Wednesday, February 17, 2010

Racism Is Anchored in More Than Bad Ideas

Note from CarlD: An old friend on mine, who blogs at http://www.politicallyincorrectleftist.blogspot.com/, recently criticized me for being 'confused' about racism, not understanding that conditions had changed for Black Americans and that racism, primarily as attitudes held by whites, was receding, and that I was missing the importance of class. You can read his argument on his blog, but here is one of my replies:

 

George, I assure you, I don't find anything about a people of a society 'immutable.' Everything changes in time, including people, although as Mao Zedong once put it, rather than change, 'some people die first.'

And as someone who marched 250 miles through Mississippi in 1966, I'm quite aware of the changes that have been wrought even there, especially by harsh and bitter struggles.

But one thing still in need of change is that the 'equality' won in our society still has a white top and a Black bottom, and a white blindspot persists in a large majority of our population in their inability to see it, or if they do, commit themselves to do something about it. Visit any prison or jail, and it will hit you in the face.

I base my views not only on history books, but my social practice today. I live in Raccoon Township, Beaver County, in Western PA. In 1960, it was the most proletarian county in the whole country, and I grew up here, and know more than a little about class. Most of my relatives worked in the mills, and a few of them died there.

Raccoon is 99 percent white, and even the one percent isn't Black. It's more than 90 cent 'white' workers, and I worked this area in the election. When I set up a PDA voter registration table at the township fair, complete with Obama literature, the first message I got an elderly woman was that I was a disgrace, a 'traitor to my race'. Views were more mixed after that, especially among the young. In the end, we got a large minority of voters for Obama, 48 percent, mainly because of the newer and younger workers.

So yes, racism as personal 'attitude' can change. When we went door to door and confronted it, we took the union's line and told people if they had racist fears to 'sit on them, vote your interests, not your prejudices.' It worked fairly well, but not well enough with a good number.

They continue to cling to these 'attitudes' for a reason, namely because there is a social basis for them, which is a Marxist way to look at ideas and attitudes, and this is the heart of my argument with you. As low-income and distressed as workers are in my township, every one of them knows that if they go into Aliquippa, where only Blacks live now, the conditions are far worse. And the Blacks in Aliquippa know, even if they could afford the mortgage on a very modest old house in Raccoon, of which there are plenty of empty ones, and that housing discrimination is illegal, they would look elsewhere rather than put up with the grief they would suffer from those who want to cling to segregated conclaves, however modest they many be.

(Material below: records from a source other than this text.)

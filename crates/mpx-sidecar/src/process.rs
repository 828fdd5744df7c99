// SPDX-License-Identifier: MIT OR Apache-2.0
//! Fetcher process invocation.

use crate::{BrowserInfo, CookieGrant, SidecarError, SidecarResponse, TokenGrant};
use mpx_core::BackendId;
use serde::de::DeserializeOwned;
use std::path::PathBuf;
use std::process::Stdio;
use std::time::Duration;
use tokio::io::{AsyncBufReadExt, AsyncReadExt, BufReader};
use tokio::process::Command;
use tracing::warn;

/// Budget for one fetcher invocation.
pub const SIDECAR_TIMEOUT: Duration = Duration::from_secs(30);

/// Client for the `fetcher` binary.
///
/// One process per request; the child is killed when the budget runs out or
/// the client future is dropped, so no browser is ever left behind.
#[derive(Debug, Clone)]
pub struct FetcherClient {
    program: PathBuf,
    timeout: Duration,
}

impl FetcherClient {
    /// Client for the fetcher at `program`.
    pub fn new(program: impl Into<PathBuf>) -> Self {
        Self {
            program: program.into(),
            timeout: SIDECAR_TIMEOUT,
        }
    }

    /// Override the invocation budget; used by tests.
    pub fn with_timeout(mut self, timeout: Duration) -> Self {
        self.timeout = timeout;
        self
    }

    /// Probe for a controllable browser in the well-known install paths.
    pub async fn check_browser(&self) -> Result<BrowserInfo, SidecarError> {
        self.invoke(&["check-chrome"]).await
    }

    /// Capture a one-shot upload token for `backend_id`.
    ///
    /// The config value is the backend's own entry, serialised; the fetcher
    /// needs it for the login cookie that seeds the browser session.
    pub async fn fetch_token(
        &self,
        backend_id: BackendId,
        config: &serde_json::Value,
    ) -> Result<TokenGrant, SidecarError> {
        let config = config.to_string();
        self.invoke(&["fetch-token", "--backend", backend_id.as_str(), "--config", &config])
            .await
    }

    /// Capture a full cookie string for `site`.
    pub async fn fetch_cookie(&self, site: &str) -> Result<CookieGrant, SidecarError> {
        self.invoke(&["fetch-cookie", "--site", site]).await
    }

    async fn invoke<T: DeserializeOwned>(&self, args: &[&str]) -> Result<T, SidecarError> {
        let mut child = Command::new(&self.program)
            .args(args)
            .stdin(Stdio::null())
            .stdout(Stdio::piped())
            .stderr(Stdio::piped())
            .kill_on_drop(true)
            .spawn()
            .map_err(SidecarError::Spawn)?;

        // Forward stderr through tracing; the fetcher logs its browser
        // lifecycle there.
        if let Some(stderr) = child.stderr.take() {
            tokio::spawn(async move {
                let mut lines = BufReader::new(stderr).lines();
                while let Ok(Some(line)) = lines.next_line().await {
                    if !line.trim().is_empty() {
                        warn!(target: "mpx_sidecar.stderr", "{line}");
                    }
                }
            });
        }

        let mut stdout = child
            .stdout
            .take()
            .ok_or_else(|| SidecarError::Protocol("stdout unavailable".into()))?;

        let run = async {
            let mut out = String::new();
            stdout
                .read_to_string(&mut out)
                .await
                .map_err(|e| SidecarError::Protocol(format!("stdout read failed: {e}")))?;
            let status = child
                .wait()
                .await
                .map_err(|e| SidecarError::Protocol(format!("wait failed: {e}")))?;
            Ok::<_, SidecarError>((out, status))
        };

        let timed = tokio::time::timeout(self.timeout, run).await;
        let (out, status) = match timed {
            Ok(result) => result?,
            Err(_) => {
                let _ = child.kill().await;
                return Err(SidecarError::Timeout);
            }
        };

        // Exactly one JSON object, possibly surrounded by stray blank lines.
        let line = out
            .lines()
            .map(str::trim)
            .find(|l| l.starts_with('{'))
            .ok_or_else(|| SidecarError::Protocol("no JSON object on stdout".into()))?;
        let response: SidecarResponse<T> = serde_json::from_str(line)
            .map_err(|e| SidecarError::Protocol(format!("bad response: {e}")))?;

        if response.success {
            response
                .data
                .ok_or_else(|| SidecarError::Protocol("success without data".into()))
        } else if let Some(error) = response.error {
            Err(SidecarError::Failed(error))
        } else {
            Err(SidecarError::Exited {
                code: status.code(),
            })
        }
    }
}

Is this special status or privilege or inequality or whatever you want to call it in the class interest of my working-class neighbors in Raccoon? No it is not. Not any more than a worm on a hook is in the interests of a fish.

But it is the anchor for their self-defeating 'attitudes' and the secret of the bourgeoisie's rule over them. White identity politics is what imprisons them from seeing their own class interests and the need for solidarity with all the exploited and oppressed. And challenging the structures and policies that identity or 'system of attitudes' rests upon, however difficult, is the key element of our eventual victory.